What is the pH at the equivalence point of the titration of 30 mL of 0.2 M nitrous acid with 0.1 M NaOH at 25 °C?

A. 8.1
B. 8.3
C. 7.0
D. 9.1
E. 3.3
The correct answer is A, but how?

Answer 1

If you got `B`, you did not account for dilution.

The question showed:

A. 8.1
B. 8.3
C. 7.0
D. 9.1
E. 3.3
The correct answer is A, but how?

Explanation:

The concentration of `"0.1 M"` `"NaOH"` is half the concentration of the monoprotic `"HNO"_2`, so twice the volume is needed, i.e. `"60 mL"` of `"NaOH"`. At the equivalence point, only `"NO"_2^(-)` is left.

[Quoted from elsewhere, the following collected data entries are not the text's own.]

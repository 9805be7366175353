//! Entry validation.

use crate::error::{Result, VpnBlockError};

/// Normalize a caller-provided entry.
///
/// Trailing `\n` characters are trimmed. The remainder must be non-empty and
/// free of `\n` and `\r`, otherwise it could not round-trip through a
/// line-per-entry file.
pub fn normalize_entry(raw: &str) -> Result<&str> {
    let entry = raw.trim_end_matches('\n');

    if entry.is_empty() {
        return Err(VpnBlockError::ValidationError(
            "entry must not be empty".to_string(),
        ));
    }

    if entry.contains(['\n', '\r']) {
        return Err(VpnBlockError::ValidationError(format!(
            "entry {:?} contains a line terminator",
            entry
        )));
    }

    Ok(entry)
}
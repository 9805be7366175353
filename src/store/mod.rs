//! Persisted-set storage engine.
//!
//! A [`ListStore`] is a set of single-line entries kept in one plain-text
//! file, one entry per `\n`-terminated line. The file is the only state:
//! every call opens it, takes a lock, does its work and lets go, so any
//! number of processes can share one blocklist without a coordinator.
//!
//! # Operations
//!
//! | operation     | lock      | commit                                |
//! |---------------|-----------|---------------------------------------|
//! | `list`        | shared    | none                                  |
//! | `contains`    | shared    | none                                  |
//! | `add`         | exclusive | append + flush + fsync                |
//! | `remove`      | exclusive | temp file + fsync + rename            |
//! | `replace_all` | exclusive | temp file + fsync, rename under lock  |
//!
//! `add` and `remove` are idempotent and report whether they changed
//! anything. A reader never sees a partially written file: appends happen
//! under the exclusive lock and rewrites only become visible through rename.
//!
//! # Entries
//!
//! Caller-provided entries have trailing `\n` trimmed; anything that still
//! contains a line terminator, or is empty, is rejected with
//! `ValidationError` before the file is opened.

mod entry;
mod mutations;
mod read;


pub use entry::normalize_entry;

use crate::error::{Result, VpnBlockError};
use crate::fs::parent_dir;
use std::fs;
use std::path::{Path, PathBuf};

/// Handle to a blocklist file. Holds no state besides the path.
#[derive(Debug, Clone)]
pub struct ListStore {
    path: PathBuf,
}

impl ListStore {
    /// Create a handle for the blocklist at `path`, creating its parent
    /// directory if needed. The file itself is created on first use.
    pub fn new(path: impl Into<PathBuf>) -> Result<Self> {
        let path = path.into();

        if path.as_os_str().is_empty() {
            return Err(VpnBlockError::UserError(
                "blocklist path must not be empty".to_string(),
            ));
        }

        let dir = parent_dir(&path);
        fs::create_dir_all(dir).map_err(|e| {
            VpnBlockError::io(
                format!("failed to create blocklist directory '{}'", dir.display()),
                e,
            )
        })?;

        Ok(Self { path })
    }

    pub fn path(&self) -> &Path {
        &self.path
    }

    /// Directory temporary files are staged in.
    fn dir(&self) -> &Path {
        parent_dir(&self.path)
    }
}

Hence, the pH must be slightly basic, and this calculation requires that you give the `K_a`... The `K_a` of `"HNO"_2` MIGHT be `4.5 xx 10^(-4)`, but you'll have to verify that.

Thus, at `25^@ "C"`,

`K_b = K_w/K_a = 10^(-14)/(4.5 xx 10^(-4)) = 2.22 xx 10^(-11)`

You should be able to explain why we must use `K_b`, the base association constant, for

`"NO"_2^(-)(aq) + "H"_2"O"(l) rightleftharpoons "HNO"_2(aq) + "OH"^(-)(aq)`

The concentration of `"NO"_2^(-)` was diluted by a factor of

`("30 mL HNO"_2 + "60 mL NaOH")/"30 mL HNO"_2 = 3`,

i.e. `"0.200 M HNO"_2` before mixing `->` `"0.066 M NO"_2^(-)` after mixing.

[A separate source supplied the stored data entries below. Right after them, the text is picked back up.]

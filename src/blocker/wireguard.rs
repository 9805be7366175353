//! WireGuard blocking: reroute the peer's allowed-ips.

use super::identity::PublicKey;
use crate::acl::AclUpdater;
use crate::error::{Result, VpnBlockError};
use std::net::{IpAddr, Ipv4Addr};

/// Loopback address blocked peers are routed to.
pub const BLOCK_ENDPOINT: IpAddr = IpAddr::V4(Ipv4Addr::new(127, 0, 0, 2));

/// Result of [`WireguardBlocker::block`].
#[derive(Debug, Clone, PartialEq, Eq)]
pub enum WgBlockOutcome {
    /// The peer was rerouted. `previous` is what to pass to unblock.
    Blocked { previous: String },
    /// The peer already pointed at [`BLOCK_ENDPOINT`].
    AlreadyBlocked,
}

/// Blocks WireGuard peers by public key.
#[derive(Debug)]
pub struct WireguardBlocker<A> {
    pub(super) acl: A,
}

impl<A: AclUpdater> WireguardBlocker<A> {
    pub fn new(acl: A) -> Self {
        Self { acl }
    }

    /// Reroute `key` to the sink address.
    ///
    /// Unknown peers are rejected: `wg set` would otherwise create them.
    pub fn block(&self, key: &PublicKey) -> Result<WgBlockOutcome> {
        log::warn!("Blocking client {}", key);

        let previous = self.require_endpoint(key)?;
        if is_block_endpoint(&previous) {
            log::info!("Client {} is already blocked", key);
            return Ok(WgBlockOutcome::AlreadyBlocked);
        }

        self.acl.set_endpoint(key.as_str(), BLOCK_ENDPOINT)?;
        log::warn!("Client {} blocked (was {})", key, previous);
        Ok(WgBlockOutcome::Blocked { previous })
    }

    /// Restore `key` to `endpoint`.
    pub fn unblock(&self, key: &PublicKey, endpoint: IpAddr) -> Result<()> {
        log::warn!("Unblocking client {}", key);

        if endpoint == BLOCK_ENDPOINT {
            return Err(VpnBlockError::UserError(format!(
                "{} is the block address; pass the client's real address",
                endpoint
            )));
        }

        self.require_endpoint(key)?;
        self.acl.set_endpoint(key.as_str(), endpoint)?;
        log::warn!("Client {} unblocked at {}", key, endpoint);
        Ok(())
    }

    /// Current allowed-ips of `key`, if the peer exists.
    pub fn endpoint(&self, key: &PublicKey) -> Result<Option<String>> {
        self.acl.current_endpoint(key.as_str())
    }

    fn require_endpoint(&self, key: &PublicKey) -> Result<String> {
        self.acl.current_endpoint(key.as_str())?.ok_or_else(|| {
            VpnBlockError::UserError(format!("peer {} is not configured on the interface", key))
        })
    }
}

fn is_block_endpoint(allowed_ips: &str) -> bool {
    let address = allowed_ips.split('/').next().unwrap_or_default();
    address.parse::<IpAddr>().is_ok_and(|ip| ip == BLOCK_ENDPOINT)
}
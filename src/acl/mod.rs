//! Network allow-list updates for WireGuard peers.
//!
//! WireGuard has no session to kill: a peer is cut off by pointing its
//! allowed-ips at an address nothing routes to, and restored by pointing it
//! back. The blocklist store is not involved in this path.

mod command;
mod wireguard;

pub use command::{CommandOutput, run_command};
pub use wireguard::{WireguardAcl, parse_dump};

use crate::error::Result;
use std::net::IpAddr;

/// Something that can read and change the address an identity is allowed to use.
pub trait AclUpdater {
    /// Current allowed-ips entry for `identity`, if the peer is known.
    fn current_endpoint(&self, identity: &str) -> Result<Option<String>>;

    /// Route `identity` to `endpoint` and persist the change.
    fn set_endpoint(&self, identity: &str, endpoint: IpAddr) -> Result<()>;
}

For this the mass action expression becomes:

`K_b = (["HNO"_2]["OH"^(-)])/(["NO"_2^(-)])`

`= x^2/(0.066 - x)`

We can clearly see that `K_b` is very small, so `x "<<" "0.200 M"`. Therefore,

`2.22 xx 10^(-11) = x^2/0.066`

`=> color(blue)(x = 1.21 xx 10^(6) "M")`

Knowing what `x` represents (which is?), you should then fill in the steps to get that the `"pH"` is `8.08`.